Dans un rapport de l'Inspection générale de l'environnement et du développement durable, deux ingénieurs généraux des ponts, des eaux et forêts, Hugues Ayphassorho et Alby Schmitt, recommandent au gouvernement d'agir « sans tarder », en vue d'interdire les PFAS, mais aussi d'améliorer les connaissances et la surveillance.
Les PFAS, ou substances poly- ou perfluoroalkylées, sont une catégorie de molécules de synthèse qui compte plusieurs milliers de représentants différents. Ils sont employés dans un grand nombre de domaines qui vont de l'utilisation comme émulsifiants pour la lutte contre les feux d’hydrocarbure au traitement de surface des métaux ou aux fluides hydrauliques.
Ils ne sont devenus un sujet de préoccupation pour la communauté scientifique et les pouvoirs publics que depuis une vingtaine d’années dans le monde et plus récemment en France.
Les « polluants éternels »
Premiers points à noter : les PFAS ont une stabilité chimique telle qu'ils sont qualifiés de « polluants éternels ». Ces derniers étant principalement absorbés via la consommation d’eau ou d’aliments, leur toxicité reste encore méconnue. Toutefois, des effets nocifs et toxiques sur le métabolisme humain ont été observés pour plusieurs PFAS et leur caractère cancérigène est suspecté.
Or, la France ne réglemente aucun PFAS dans le contrôle des eaux brutes et des eaux destinées à la consommation humaine. Quant à la réglementation des émissions industrielles, elle encadre encore trop peu les rejets de ces polluants, dont le suivi en banques de données est quasi inexistant.
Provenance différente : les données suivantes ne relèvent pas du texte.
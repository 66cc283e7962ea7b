//! SVG debug canvas: document lifecycle
//!
//! Opening a canvas writes the document frame (and background) right away;
//! every draw call appends one element; closing writes the footer. The
//! footer is written exactly once, on `close`, `finish` or drop, whichever
//! comes first.

use std::fmt;
use std::fs::File;
use std::io::{BufWriter, Write};
use std::path::Path;

use log::{debug, warn};

use crate::color::{Color, Rgb8};
use crate::config::{CanvasConfig, HostFrame};
use crate::error::{CanvasError, CanvasResult};
use crate::geometry::CoordinateTransform;
use crate::svg_writer::SvgWriter;
use crate::types::{Aabb, CanvasSize, Point, PointF};

/// Streaming SVG document mapped onto a real-space region
pub struct SvgCanvas<W: Write> {
    /// `None` once the document is closed
    writer: Option<SvgWriter<W>>,
    transform: CoordinateTransform,
    frame: HostFrame,
}

impl SvgCanvas<BufWriter<File>> {
    /// Create the file at `path` and open a document in it.
    ///
    /// Unless the config pins a frame, `.html`/`.htm` destinations get the
    /// HTML wrapper.
    pub fn create(path: impl AsRef<Path>, region: Aabb, mut config: CanvasConfig) -> CanvasResult<Self> {
        let path = path.as_ref();
        let file = File::create(path).map_err(|e| {
            warn!("The file {} could not be opened for writing: {}", path.display(), e);
            e
        })?;
        if config.frame.is_none() {
            config.frame = Some(HostFrame::for_path(path));
        }
        debug!("Opening SVG canvas at {}", path.display());
        Self::from_writer(BufWriter::new(file), region, config)
    }
}

impl<W: Write> SvgCanvas<W> {
    /// Open a document on an arbitrary writer. Without an explicit frame in
    /// the config this writes bare SVG.
    pub fn from_writer(out: W, region: Aabb, config: CanvasConfig) -> CanvasResult<Self> {
        validate(&region, &config)?;

        let transform = CoordinateTransform::new(region, config.canvas_size, config.effective_border(), config.flip_y());
        let frame = config.frame.unwrap_or(HostFrame::Svg);
        let mut writer = SvgWriter::new(out, transform);

        write_header(&mut writer, frame, config.canvas_size)?;
        if !config.background.is_unset() {
            writer.write_canvas_rect(config.background)?;
        }

        debug!(
            "SVG canvas opened: {}x{}, scale={}, frame={:?}",
            config.canvas_size.width,
            config.canvas_size.height,
            transform.scale(),
            frame
        );

        Ok(Self {
            writer: Some(writer),
            transform,
            frame,
        })
    }

    /// Scaling factor applied to convert real space to canvas space
    pub fn scale(&self) -> f64 {
        self.transform.scale()
    }

    pub fn region(&self) -> Aabb {
        self.transform.region()
    }

    pub fn canvas_size(&self) -> CanvasSize {
        self.transform.canvas_size()
    }

    /// Transform a point in real space to canvas space
    pub fn transform(&self, p: Point) -> Point {
        self.transform.transform(p)
    }

    /// Transform a point in real space to canvas space with more precision
    pub fn transform_f(&self, p: Point) -> PointF {
        self.transform.transform_f(p)
    }

    pub fn is_closed(&self) -> bool {
        self.writer.is_none()
    }

    fn writer(&mut self) -> CanvasResult<&mut SvgWriter<W>> {
        self.writer.as_mut().ok_or(CanvasError::Closed)
    }

    pub fn write_comment(&mut self, comment: &str) -> CanvasResult<()> {
        self.writer()?.write_comment(comment)
    }

    pub fn write_area(&mut self, ring: &[Point], fill: Color, outline: Color, stroke_width: f32) -> CanvasResult<()> {
        self.writer()?.write_area(ring, fill, outline, stroke_width)
    }

    pub fn write_areas<R: AsRef<[Point]>>(&mut self, rings: &[R], fill: Color, outline: Color, stroke_width: f32) -> CanvasResult<()> {
        self.writer()?.write_areas(rings, fill, outline, stroke_width)
    }

    pub fn write_point(&mut self, p: Point, write_coords: bool, size: u32, color: Color) -> CanvasResult<()> {
        self.writer()?.write_point(p, write_coords, size, color)
    }

    pub fn write_points(&mut self, ring: &[Point], write_coords: bool, size: u32, color: Color) -> CanvasResult<()> {
        self.writer()?.write_points(ring, write_coords, size, color)
    }

    pub fn write_points_multi<R: AsRef<[Point]>>(&mut self, rings: &[R], write_coords: bool, size: u32, color: Color) -> CanvasResult<()> {
        self.writer()?.write_points_multi(rings, write_coords, size, color)
    }

    /// Draw the segments between each pair of consecutive points
    pub fn write_lines(&mut self, polyline: &[Point], color: Color, stroke_width: f32) -> CanvasResult<()> {
        self.writer()?.write_lines(polyline, color, stroke_width)
    }

    pub fn write_line(&mut self, a: Point, b: Point, color: Color, stroke_width: f32) -> CanvasResult<()> {
        self.writer()?.write_line(a, b, color, stroke_width)
    }

    pub fn write_line_rgb(&mut self, from: Point, to: Point, rgb: Rgb8, stroke_width: f32) -> CanvasResult<()> {
        self.writer()?.write_line_rgb(from, to, rgb, stroke_width)
    }

    pub fn write_dashed_line(&mut self, a: Point, b: Point, color: Color) -> CanvasResult<()> {
        self.writer()?.write_dashed_line(a, b, color)
    }

    pub fn write_text(&mut self, p: Point, txt: &str, color: Color, font_size: u32) -> CanvasResult<()> {
        self.writer()?.write_text(p, txt, color, font_size)
    }

    pub fn write_polygon(&mut self, ring: &[Point], color: Color, stroke_width: f32) -> CanvasResult<()> {
        self.writer()?.write_polygon(ring, color, stroke_width)
    }

    pub fn write_polygons<R: AsRef<[Point]>>(&mut self, rings: &[R], color: Color, stroke_width: f32) -> CanvasResult<()> {
        self.writer()?.write_polygons(rings, color, stroke_width)
    }

    /// Inject pre-formatted markup, e.g. `canvas.write_raw(format_args!("<g id=\"{}\">\n", id))`.
    ///
    /// Unchecked: a malformed fragment produces a malformed document.
    pub fn write_raw(&mut self, args: fmt::Arguments<'_>) -> CanvasResult<()> {
        self.writer()?.write_raw(args)
    }

    /// Write the closing frame and flush. Further calls return
    /// [`CanvasError::Closed`].
    pub fn close(&mut self) -> CanvasResult<()> {
        let mut writer = self.writer.take().ok_or(CanvasError::Closed)?;
        write_footer(&mut writer, self.frame)?;
        debug!("SVG canvas closed");
        Ok(())
    }

    /// Close the document and hand back the underlying writer
    pub fn finish(mut self) -> CanvasResult<W> {
        let mut writer = self.writer.take().ok_or(CanvasError::Closed)?;
        write_footer(&mut writer, self.frame)?;
        Ok(writer.into_inner())
    }
}

impl<W: Write> Drop for SvgCanvas<W> {
    fn drop(&mut self) {
        if self.writer.is_some() {
            if let Err(e) = self.close() {
                warn!("Failed to close SVG document: {}", e);
            }
        }
    }
}

fn validate(region: &Aabb, config: &CanvasConfig) -> CanvasResult<()> {
    let size = config.canvas_size;
    if size.width == 0 || size.height == 0 {
        return Err(CanvasError::InvalidCanvas(format!("canvas size must be positive, got {}x{}", size.width, size.height)));
    }
    let border = config.effective_border() as u64 * 2;
    if border >= size.width as u64 || border >= size.height as u64 {
        return Err(CanvasError::InvalidCanvas(format!(
            "border {} leaves no drawable area on a {}x{} canvas",
            config.effective_border(),
            size.width,
            size.height
        )));
    }
    if !region.is_valid() {
        return Err(CanvasError::InvalidRegion(format!("min {:?} exceeds max {:?}", region.min, region.max)));
    }
    Ok(())
}

fn write_header<W: Write>(writer: &mut SvgWriter<W>, frame: HostFrame, size: CanvasSize) -> CanvasResult<()> {
    match frame {
        HostFrame::Html => writer.write_raw(format_args!("<!DOCTYPE html><html><body>\n"))?,
        HostFrame::Svg => writer.write_raw(format_args!("<?xml version=\"1.0\" encoding=\"UTF-8\" standalone=\"no\"?>\n"))?,
    }
    writer.write_raw(format_args!(
        "<svg xmlns=\"http://www.w3.org/2000/svg\" version=\"1.1\" width=\"{w}\" height=\"{h}\" viewBox=\"0 0 {w} {h}\">\n",
        w = size.width,
        h = size.height
    ))
}

fn write_footer<W: Write>(writer: &mut SvgWriter<W>, frame: HostFrame) -> CanvasResult<()> {
    writer.write_raw(format_args!("</svg>\n"))?;
    if frame == HostFrame::Html {
        writer.write_raw(format_args!("</body></html>\n"))?;
    }
    writer.flush()
}
#[cfg(test)]
mod tests {
    use super::*;
    use crate::color::NamedColor;
    use crate::types::{Aabb, CanvasSize};

    /// 10x10 region on a borderless 100x100 canvas: one real unit = 10 canvas units
    fn writer() -> SvgWriter<Vec<u8>> {
        let transform = CoordinateTransform::new(Aabb::new((0, 0), (10, 10)), CanvasSize::new(100, 100), 0, false);
        SvgWriter::new(Vec::new(), transform)
    }

    fn output(w: SvgWriter<Vec<u8>>) -> String {
        String::from_utf8(w.into_inner()).unwrap()
    }

    fn square() -> Vec<Point> {
        vec![Point::new(0, 0), Point::new(10, 0), Point::new(10, 10), Point::new(0, 10)]
    }

    #[test]
    fn test_point_marker() {
        let mut w = writer();
        w.write_point(Point::new(5, 5), false, 5, Color::BLACK).unwrap();
        let out = output(w);
        assert!(out.starts_with("<circle"));
        assert!(out.contains(r#"cx="50""#));
        assert!(out.contains(r#"cy="50""#));
        assert!(out.contains(r#"r="5""#));
        assert!(out.contains(r#"fill="black""#));
        assert_eq!(out.lines().count(), 1);
    }

    #[test]
    fn test_point_with_coords() {
        let mut w = writer();
        w.write_point(Point::new(2, 7), true, 3, Color::Named(NamedColor::Red)).unwrap();
        let out = output(w);
        assert_eq!(out.matches("<circle").count(), 1);
        assert_eq!(out.matches("<text").count(), 1);
        assert!(out.contains(">2,7</text>"));
    }

    #[test]
    fn test_points_over_rings() {
        let mut w = writer();
        let rings = vec![square(), vec![Point::new(1, 1)]];
        w.write_points_multi(&rings, false, 2, Color::BLACK).unwrap();
        assert_eq!(output(w).matches("<circle").count(), 5);
    }

    #[test]
    fn test_empty_inputs_write_nothing() {
        let mut w = writer();
        let empty: Vec<Point> = Vec::new();
        w.write_area(&empty, Color::GRAY, Color::BLACK, 1.0).unwrap();
        w.write_areas(&[empty.clone(), empty.clone()], Color::GRAY, Color::BLACK, 1.0).unwrap();
        w.write_lines(&empty, Color::BLACK, 1.0).unwrap();
        w.write_lines(&[Point::new(1, 1)], Color::BLACK, 1.0).unwrap();
        w.write_polygon(&empty, Color::BLACK, 1.0).unwrap();
        w.write_points(&empty, true, 5, Color::BLACK).unwrap();
        assert!(output(w).is_empty());
    }

    #[test]
    fn test_single_area() {
        let mut w = writer();
        w.write_area(&square(), Color::GRAY, Color::BLACK, 2.0).unwrap();
        let out = output(w);
        assert!(out.starts_with("<polygon"));
        assert!(out.contains(r#"points="0,0 100,0 100,100 0,100""#));
        assert!(out.contains(r#"fill="gray""#));
        assert!(out.contains(r#"stroke="black""#));
        assert!(out.contains(r#"stroke-width="2""#));
    }

    #[test]
    fn test_areas_use_even_odd_path() {
        let mut w = writer();
        let hole = vec![Point::new(4, 4), Point::new(6, 4), Point::new(6, 6)];
        w.write_areas(&[square(), hole], Color::GRAY, Color::NONE, 1.0).unwrap();
        let out = output(w);
        assert_eq!(out.lines().count(), 1);
        assert!(out.contains(r#"fill-rule="evenodd""#));
        assert!(out.contains("M0,0 L100,0 L100,100 L0,100 Z M40,40 L60,40 L60,60 Z"));
        assert!(!out.contains("stroke="));
    }

    #[test]
    fn test_polyline_is_open() {
        let mut w = writer();
        w.write_lines(&[Point::new(0, 0), Point::new(5, 5), Point::new(10, 0)], Color::Named(NamedColor::Blue), 1.0).unwrap();
        let out = output(w);
        assert!(out.contains(r#"d="M0,0L50,50L100,0""#));
        assert!(out.contains(r#"fill="none""#));
        assert!(out.contains(r#"stroke="blue""#));
    }

    #[test]
    fn test_line_variants() {
        let mut w = writer();
        w.write_line(Point::new(0, 0), Point::new(10, 10), Color::Gray(1.0), 1.5).unwrap();
        w.write_line_rgb(Point::new(0, 0), Point::new(1, 0), Rgb8::new(1, 2, 3), 1.0).unwrap();
        w.write_dashed_line(Point::new(0, 0), Point::new(0, 1), Color::Named(NamedColor::Green)).unwrap();
        let out = output(w);
        let lines: Vec<&str> = out.lines().collect();
        assert_eq!(lines.len(), 3);
        assert!(lines[0].contains(r#"x2="100""#));
        assert!(lines[0].contains(r#"stroke="rgb(255,255,255)""#));
        assert!(lines[0].contains(r#"stroke-width="1.5""#));
        assert!(lines[1].contains(r#"stroke="rgb(1,2,3)""#));
        assert!(lines[2].contains(r#"stroke-dasharray="5,5""#));
        assert!(lines[2].contains(r#"stroke="green""#));
    }

    #[test]
    fn test_unset_color_omits_stroke() {
        let mut w = writer();
        w.write_line(Point::new(0, 0), Point::new(1, 1), Color::NONE, 1.0).unwrap();
        assert!(!output(w).contains("stroke="));
    }

    #[test]
    fn test_text() {
        let mut w = writer();
        w.write_text(Point::new(1, 2), "layer 3", Color::Named(NamedColor::Red), 12).unwrap();
        let out = output(w);
        assert!(out.contains(r#"x="10""#));
        assert!(out.contains(r#"y="20""#));
        assert!(out.contains(r#"font-size="12""#));
        assert!(out.contains(r#"fill="red""#));
        assert_eq!(out.lines().count(), 1);
        assert!(out.contains(">layer 3</text>"));
    }

    #[test]
    fn test_text_is_escaped() {
        let mut w = writer();
        w.write_text(Point::new(1, 2), "a<b & c>d", Color::BLACK, 12).unwrap();
        w.write_point(Point::new(-3, 4), true, 2, Color::BLACK).unwrap();
        let out = output(w);
        assert!(out.contains(">a&lt;b &amp; c&gt;d</text>"));
        assert!(!out.contains("a<b"));
        assert!(out.contains(">-3,4</text>"));
    }

    #[test]
    fn test_polygon_closes_ring() {
        let mut w = writer();
        w.write_polygon(&square(), Color::BLACK, 1.0).unwrap();
        let out = output(w);
        let lines: Vec<&str> = out.lines().collect();
        assert_eq!(lines.len(), 4);
        // first edge runs from the last vertex back to the first
        assert!(lines[0].contains(r#"x1="0""#) && lines[0].contains(r#"y1="100""#));
        assert!(lines[0].contains(r#"x2="0""#) && lines[0].contains(r#"y2="0""#));
    }

    #[test]
    fn test_rainbow_polygon_uses_gradient() {
        let mut w = writer();
        w.write_polygons(&[square()], Color::Named(NamedColor::Rainbow), 1.0).unwrap();
        let out = output(w);
        let lines: Vec<&str> = out.lines().collect();
        assert!(lines[0].contains(r#"stroke="rgb(0,0,0)""#));
        assert!(lines[1].contains(r#"stroke="rgb(63,191,192)""#));
    }

    #[test]
    fn test_comment_and_raw() {
        let mut w = writer();
        w.write_comment("pass 2 -- inner walls").unwrap();
        w.write_raw(format_args!("<g id=\"{}\">\n", "walls")).unwrap();
        let out = output(w);
        assert_eq!(out, "<!-- pass 2 - - inner walls -->\n<g id=\"walls\">\n");
    }

    #[test]
    fn test_canvas_rect() {
        let mut w = writer();
        w.write_canvas_rect(Color::Named(NamedColor::White)).unwrap();
        let out = output(w);
        assert!(out.starts_with("<rect"));
        assert!(out.contains(r#"width="100""#));
        assert!(out.contains(r#"fill="white""#));
    }
}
Interdiction via le règlement Reach
Concernant le contrôle de la contamination des milieux aquatiques, seul le PFOS fait l’objet de fixation d’une norme de qualité environnementale européenne. Il n’existe pas de réglementation européenne ni française portant sur les PFAS dans les sols. La situation est identique en matière de qualité de l’air. Pour les membres de la mission, la détection et la quantification des PFAS se heurtent à des « difficultés analytiques majeures », sans compter qu'« il n'existe pas de solutions simples et fiables pour leur destruction et leur élimination ».
La principale solution « raisonnable » avancée est donc d'interdire l’usage, la production et l’importation de l’ensemble des PFAS, considérés comme une classe unique dans le cadre du règlement européen Reach. Dans le même temps, les auteurs proposent de travailler à l’adoption de normes européennes de qualité et de rejets (flux et concentration) dans l’eau et l’air et de normes de contamination des produits et déchets en PFAS.
Il est également recommandé de sortir les déchets réputés contaminés par les PFAS des filières de recyclage et de limiter l’acceptation de ces déchets aux seules installations adaptée (incinération à forte température > 900 °C, « sarcophages », centres d’enfouissement).
Une feuille de route nécessaire
Les rapporteurs estiment aussi que des actions doivent être lancées pour mieux apprécier l'exposition des populations : améliorer la base de connaissance en termes de surveillance et d'impact. En outre, la méconnaissance du grand public doit aussi être combattue avec la mise en place de messages d'information sur la problématique des PFAS dans l’environnement mais aussi leur présence dans les produits de tous les jours.
Pour cela, les auteurs estiment essentielle la mise en place au sein des réseaux scientifiques et techniques des ministères chargés de l’environnement et de la santé, d'une mission de veille technologique et scientifique sur la toxicologie des PFAS et promouvoir à l’échelle européenne ou internationale, ou à défaut nationale, un nouveau programme de recherche dédié à ces domaines.
Le domaine des PFAS « évolue vite, avec des études et des initiatives réglementaires qui foisonnent, insistent les auteurs. Il existe un vrai besoin de rationalité et d’efficacité dans l’approche de cette problématique en retrouvant les logiques qui ont gouverné d’autres approches de prévention des impacts de substances dangereuses, persistantes et bioaccumulatrices ». La mission recommande l’établissement d’une feuille de route formalisée listant les actions à mener pour une meilleure maîtrise des contaminations par les PFAS.